Unidentified Analyst: Can you hear me?
Kris Newton: Yeah, we can hear now.
Unidentified Analyst: Okay. So this is Abdulla speaking in for Amit. So I think your guys’ cloud ARR expectation is coming down by $100 million versus prior expectations. And I just wanted to ask whether you guys could perhaps touch on the softness there? Is this more on compute, storage or analytics? And maybe if there’s one cloud provider where the ramps are more challenged versus not? I would appreciate any details here. Thank you.
George Kurian: I think we expect to see the continuation of some of the trends that we saw in Q2, which is the consumption oriented cloud offerings in our portfolio, which are cloud storage services were most impacted by customers wanting to reduce their spending. It could involve either them reducing the amount of capacity they use on our offerings or us proactively helping them migrate some of their workloads from a high-performance tier to a more cost-effective tier, so that they will continue to see value and benefit with us. That’s one. Second, we saw in Q2 some project-based workloads, for example, large-scale semiconductor design that came to its natural conclusion. We anticipate some of those workloads coming back in the early part of next calendar year, but we are being cautious about that.
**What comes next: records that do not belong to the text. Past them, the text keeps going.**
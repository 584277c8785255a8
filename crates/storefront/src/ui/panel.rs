//! Slide-out cart panel.
//!
//! Holds what the page shows for the cart: visibility, the rendered markup
//! and an inline message line. The panel knows nothing about the network.

use super::view::RenderedCart;

/// Body class applied while the panel is open (also locks page scroll).
pub const CART_OPEN_CLASS: &str = "cart-open";

/// Panel visibility.
#[derive(Debug, Clone, Copy, PartialEq, Eq, Default)]
pub enum PanelState {
    #[default]
    Closed,
    Open,
}

/// Cart panel state.
#[derive(Debug, Clone, Default)]
pub struct CartPanel {
    state: PanelState,
    /// Whether the cart container exists on this page.
    mounted: bool,
    rendered: Option<RenderedCart>,
    message: Option<String>,
    /// Incremented on every close; responses to requests started under an
    /// older value are not drawn.
    close_epoch: u64,
}

impl CartPanel {
    /// A closed panel whose container is present on the page.
    #[must_use]
    pub fn mounted() -> Self {
        Self {
            mounted: true,
            ..Self::default()
        }
    }

    /// A panel for a page without a cart container. Rendering is a no-op.
    #[must_use]
    pub fn unmounted() -> Self {
        Self::default()
    }

    #[must_use]
    pub const fn state(&self) -> PanelState {
        self.state
    }

    #[must_use]
    pub fn is_open(&self) -> bool {
        self.state == PanelState::Open
    }

    #[must_use]
    pub const fn is_mounted(&self) -> bool {
        self.mounted
    }

    #[must_use]
    pub const fn close_epoch(&self) -> u64 {
        self.close_epoch
    }

    /// `Closed -> Open`. Returns whether the state changed.
    pub fn open(&mut self) -> bool {
        let changed = self.state == PanelState::Closed;
        self.state = PanelState::Open;
        changed
    }

    /// `Open -> Closed`. Returns whether the state changed.
    ///
    /// Always advances the close epoch so responses still in flight are not
    /// drawn into a panel the user dismissed.
    pub fn close(&mut self) -> bool {
        let changed = self.state == PanelState::Open;
        self.state = PanelState::Closed;
        self.close_epoch += 1;
        changed
    }

    /// Class the page body should carry, if any.
    #[must_use]
    pub fn body_class(&self) -> Option<&'static str> {
        self.is_open().then_some(CART_OPEN_CLASS)
    }

    /// Value of the panel's `aria-hidden` attribute.
    #[must_use]
    pub fn aria_hidden(&self) -> &'static str {
        if self.is_open() { "false" } else { "true" }
    }

    /// Replace the panel contents. Returns `false` when nothing was drawn
    /// (unmounted panel, or the request predates the last close).
    pub fn draw(&mut self, rendered: RenderedCart, epoch: u64) -> bool {
        if !self.mounted || epoch != self.close_epoch {
            return false;
        }
        self.rendered = Some(rendered);
        self.message = None;
        true
    }

    /// Last drawn markup.
    #[must_use]
    pub const fn rendered(&self) -> Option<&RenderedCart> {
        self.rendered.as_ref()
    }

    /// Contents of the cart items container.
    #[must_use]
    pub fn items_html(&self) -> &str {
        self.rendered.as_ref().map_or("", |r| r.items_html.as_str())
    }

    /// Text of the total element.
    #[must_use]
    pub fn total_text(&self) -> &str {
        self.rendered.as_ref().map_or("", |r| r.total_text.as_str())
    }

    /// Inline message shown inside the panel.
    #[must_use]
    pub fn message(&self) -> Option<&str> {
        self.message.as_deref()
    }

    pub fn set_message(&mut self, message: impl Into<String>) {
        if self.mounted {
            self.message = Some(message.into());
        }
    }
}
And then finally, with our Cloud Insights product, we have continued to work to sharpen the focus on the use case of the products. We saw some early success in terms of new customer wins — new to Cloud Insights customer wins. But we’re being cautious about the future growth rate of that product until we see further evidence of success. So I think those were the three. I did not see anything materially different between the different cloud providers. Clearly, our relationship with Microsoft is the largest of the three, given that we’ve worked with them for the longest, and so they saw the biggest impact this quarter.
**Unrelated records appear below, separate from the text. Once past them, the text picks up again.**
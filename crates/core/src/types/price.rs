//! Type-safe price representation using decimal arithmetic.
//!
//! Prices shown in the storefront are always the values the cart server
//! returned. This module only formats them; it never derives one price from
//! another.

use std::fmt;
use std::str::FromStr;

use rust_decimal::{Decimal, RoundingStrategy};
use serde::{Deserialize, Serialize};

/// A price with currency information.
#[derive(Debug, Clone, Copy, PartialEq, Eq, Serialize, Deserialize)]
pub struct Price {
    /// Amount in the currency's standard unit (e.g., rupees, not cents).
    pub amount: Decimal,
    /// ISO 4217 currency code.
    pub currency_code: CurrencyCode,
}

impl Price {
    /// Create a new price.
    #[must_use]
    pub const fn new(amount: Decimal, currency_code: CurrencyCode) -> Self {
        Self {
            amount,
            currency_code,
        }
    }

    /// A zero amount in the given currency.
    #[must_use]
    pub const fn zero(currency_code: CurrencyCode) -> Self {
        Self::new(Decimal::ZERO, currency_code)
    }

    /// Format for display, e.g. `LKR 1250.00`.
    ///
    /// Amounts are rounded half away from zero to two decimal places.
    #[must_use]
    pub fn display(&self) -> String {
        let rounded = self
            .amount
            .round_dp_with_strategy(2, RoundingStrategy::MidpointAwayFromZero);
        format!("{} {rounded:.2}", self.currency_code.code())
    }
}

impl fmt::Display for Price {
    fn fmt(&self, f: &mut fmt::Formatter<'_>) -> fmt::Result {
        f.write_str(&self.display())
    }
}

/// ISO 4217 currency codes the storefront can display.
#[derive(Debug, Clone, Copy, PartialEq, Eq, Hash, Serialize, Deserialize, Default)]
pub enum CurrencyCode {
    #[default]
    LKR,
    USD,
    EUR,
    GBP,
    INR,
}

impl CurrencyCode {
    /// The three-letter ISO code.
    #[must_use]
    pub const fn code(&self) -> &'static str {
        match self {
            Self::LKR => "LKR",
            Self::USD => "USD",
            Self::EUR => "EUR",
            Self::GBP => "GBP",
            Self::INR => "INR",
        }
    }
}

/// Error returned for a currency code the storefront does not know.
#[derive(Debug, Clone, PartialEq, Eq, thiserror::Error)]
#[error("unknown currency code: {0}")]
pub struct UnknownCurrency(pub String);

impl FromStr for CurrencyCode {
    type Err = UnknownCurrency;

    fn from_str(s: &str) -> Result<Self, Self::Err> {
        match s.trim().to_ascii_uppercase().as_str() {
            "LKR" => Ok(Self::LKR),
            "USD" => Ok(Self::USD),
            "EUR" => Ok(Self::EUR),
            "GBP" => Ok(Self::GBP),
            "INR" => Ok(Self::INR),
            _ => Err(UnknownCurrency(s.to_string())),
        }
    }
}

#[cfg(test)]
#[allow(clippy::unwrap_used)]
mod tests {
    use super::*;

    #[test]
    fn test_display_pads_two_places() {
        let price = Price::new(Decimal::from(100), CurrencyCode::LKR);
        assert_eq!(price.display(), "LKR 100.00");
    }

    #[test]
    fn test_display_rounds_half_away_from_zero() {
        let price = Price::new("12.345".parse().unwrap(), CurrencyCode::USD);
        assert_eq!(price.to_string(), "USD 12.35");
    }

    #[test]
    fn test_zero() {
        assert_eq!(Price::zero(CurrencyCode::LKR).display(), "LKR 0.00");
    }

    #[test]
    fn test_currency_from_str_is_case_insensitive() {
        assert_eq!("lkr".parse::<CurrencyCode>().unwrap(), CurrencyCode::LKR);
        assert!("XYZ".parse::<CurrencyCode>().is_err());
    }
}
//! CLI command implementations.

pub mod cart;
pub mod session;

use jewellery_storefront::config::StorefrontConfig;
use jewellery_storefront::controller::CartController;
use jewellery_storefront::service::HttpCartClient;

/// Controller over the HTTP client, drawing into a mounted panel.
///
/// # Errors
///
/// Returns an error if the HTTP client cannot be built.
pub fn controller(
    config: &StorefrontConfig,
) -> Result<CartController<HttpCartClient>, Box<dyn std::error::Error>> {
    let client = HttpCartClient::new(&config.api)?;
    tracing::debug!(cart_url = client.cart_url(), "Cart client ready");
    Ok(CartController::new(client, config.display.clone()))
}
A Kris Newton: Thank you. Next question please.
Operator: Our next question will come from Mehdi Hosseini with SIG. Please go ahead.
Q Mehdi Hosseini: Yes. Thanks for taking my question. Two follow-ups. George, if I just take your guidance commentary, you suggest that all-flash array revenues should show Q-over-Q and year-over-year decline in January quarter?
A George Kurian: We don’t — we didn’t guide anything specific in terms of all-flash array revenue. We have guided at the total company level. We’re being cautious about our outlook given what we saw in the quarter and the continued macroeconomic environment. We are not guiding any specific product category maybe.
Q Mehdi Hosseini: Just that’s what I walked away with. Is that a realistic assumption for all-flash array revenues were to decline?
A Kris Newton: We’re not guiding down to the product line, Mehdi. Sorry, that we can’t help you with that.
Q Mehdi Hosseini: Yeah. That’s fine. At least I tried. Just — and then a follow-up to your comment about the chip design. There’s obviously product migration. They are expected to introduce new products for AI application. You also suggested that, that should help you with a rebound in the cloud data services. And I want to better understand whether your underlying assumption, do you think that product transition is going to ramp in early calendar year. Is it — is your guide on cloud data services completely derisked given this transition. Sometimes these transitions take longer. And I’m just wondering what are the key assumptions there?